A family of metal-peptide complexes has been synthesized by coupling short oligopeptides (13 residues) onto the metallointercalating [Rh(phi)2(phen')](3+) (phi = 9,10-phenanthrenequinone diimine; phen' = 5-(amidoglutaryl)-1, 10-phenanthroline). These complexes were prepared to explore whether the side-chain functionalities of small peptides may be used to augment metal complex recognition. The metal-peptide complexes bind and, with photoactivation, cleave DNA. The DNA site-specificity is seen to depend on the peptide side-chain functional groups. In particular, a single glutamate at position 10 is found to be essential in directing DNA site-recognition to the sequence 5/-CCA-3'. Methylation of the glutamate side chain or direct substitution of glutamine for glutamate abolishes the 5/-CCA-3/ selectivity, while substitutions at other likely DNA-binding residues show no appreciable change in selectivity.

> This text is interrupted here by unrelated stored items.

//! Application configuration management.
//!
//! Configuration is loaded from a YAML file with environment variable
//! overrides. The file path defaults to `config.yaml` and can be set via
//! `-f` or `NUMLEASE_CONFIG`.
//!
//! ## Loading priority
//!
//! Later sources override earlier ones:
//!
//! 1. **YAML config file** (missing file is fine, defaults apply)
//! 2. **Environment variables** prefixed with `NUMLEASE_`, with `__` as the
//!    nesting separator (e.g. `NUMLEASE_PROVIDER__TIMEOUT=5s`)
//! 3. **DATABASE_URL**: special case, overrides `database.url` if set
//!
//! The database defaults to an embedded SQLite file next to the process, so
//! a bare `numlease` invocation works without any external services.

use std::time::Duration;

use clap::Parser;
use figment::{
    Figment,
    providers::{Env, Format, Serialized, Yaml},
};
use serde::{Deserialize, Serialize};
use url::Url;

/// Simple CLI args - just for specifying the config file
#[derive(Parser, Debug)]
#[command(author, version, about, long_about = None)]
pub struct Args {
    /// Path to configuration file
    #[arg(short = 'f', long, env = "NUMLEASE_CONFIG", default_value = "config.yaml")]
    pub config: String,

    /// Validate configuration and exit without starting the server.
    #[arg(long)]
    pub validate: bool,
}

/// Main application configuration.
#[derive(Debug, Clone, Deserialize, Serialize)]
#[serde(default, deny_unknown_fields)]
pub struct Config {
    /// HTTP server host to bind to (e.g. "0.0.0.0" for all interfaces)
    pub host: String,
    /// HTTP server port to bind to
    pub port: u16,
    /// Database configuration
    pub database: DatabaseConfig,
    /// Operator account created (or promoted) on startup
    #[serde(skip_serializing_if = "Option::is_none")]
    pub admin: Option<AdminSeedConfig>,
    /// Delivery provider endpoint configuration
    pub provider: ProviderConfig,
}

impl Default for Config {
    fn default() -> Self {
        Self {
            host: "0.0.0.0".to_string(),
            port: 8080,
            database: DatabaseConfig::default(),
            admin: None,
            provider: ProviderConfig::default(),
        }
    }
}

#[derive(Debug, Clone, Deserialize, Serialize)]
#[serde(default, deny_unknown_fields)]
pub struct DatabaseConfig {
    /// SQLite connection URL
    pub url: String,
    /// Maximum connections in the pool
    pub max_connections: u32,
    /// How long a contending write waits for the lock before erroring
    #[serde(with = "humantime_serde")]
    pub busy_timeout: Duration,
}

impl Default for DatabaseConfig {
    fn default() -> Self {
        Self {
            url: "sqlite://numlease.db".to_string(),
            max_connections: 5,
            busy_timeout: Duration::from_secs(5),
        }
    }
}

/// The initial admin user, ensured idempotently at startup. Admin status is
/// only ever granted through this seed (or by hand in the database); the API
/// cannot mint administrators.
#[derive(Debug, Clone, Deserialize, Serialize)]
#[serde(deny_unknown_fields)]
pub struct AdminSeedConfig {
    pub external_id: String,
    pub handle: Option<String>,
}

#[derive(Debug, Clone, Deserialize, Serialize)]
#[serde(default, deny_unknown_fields)]
pub struct ProviderConfig {
    /// Base URL of the code delivery endpoint
    pub base_url: Url,
    /// Bound on each outbound delivery request
    #[serde(with = "humantime_serde")]
    pub timeout: Duration,
}

impl Default for ProviderConfig {
    fn default() -> Self {
        Self {
            base_url: Url::parse("http://ca.irbots.com:27/").expect("default provider url is valid"),
            timeout: Duration::from_secs(10),
        }
    }
}

impl Config {
    /// Load configuration from the YAML file and environment.
    pub fn load(args: &Args) -> Result<Self, figment::Error> {
        let mut figment = Figment::new()
            .merge(Serialized::defaults(Config::default()))
            .merge(Yaml::file(&args.config))
            .merge(Env::prefixed("NUMLEASE_").split("__"));

        // DATABASE_URL wins over everything, matching deployment convention.
        if let Ok(url) = std::env::var("DATABASE_URL") {
            figment = figment.merge(Serialized::default("database.url", url));
        }

        figment.extract()
    }

    pub fn bind_address(&self) -> String {
        format!("{}:{}", self.host, self.port)
    }
}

Significantly, the 5'-CCA-3/ selectivity is even sensitive to a highly conservative E10D substitution. DNA photocleavage of oligonucleotides by the metal-peptide complexes and HPLC analysis of DNA products provide evidence for major groove chemistry. Circular dichroism indicates significant alpha-helical content in the peptide, which depends upon the presence of the glutamate. A model for the glutamate-dependent site-selectivity is presented using shape-selective intercalation of the metal complex and base-specific contacts of the ancillary peptide. These monomeric metal-peptide complexes appear to serve as particularly useful mimics for larger site-specific DNA-binding proteins and may provide a basis for the design of an array of small, sequence-specific DNA-binding metal complexes.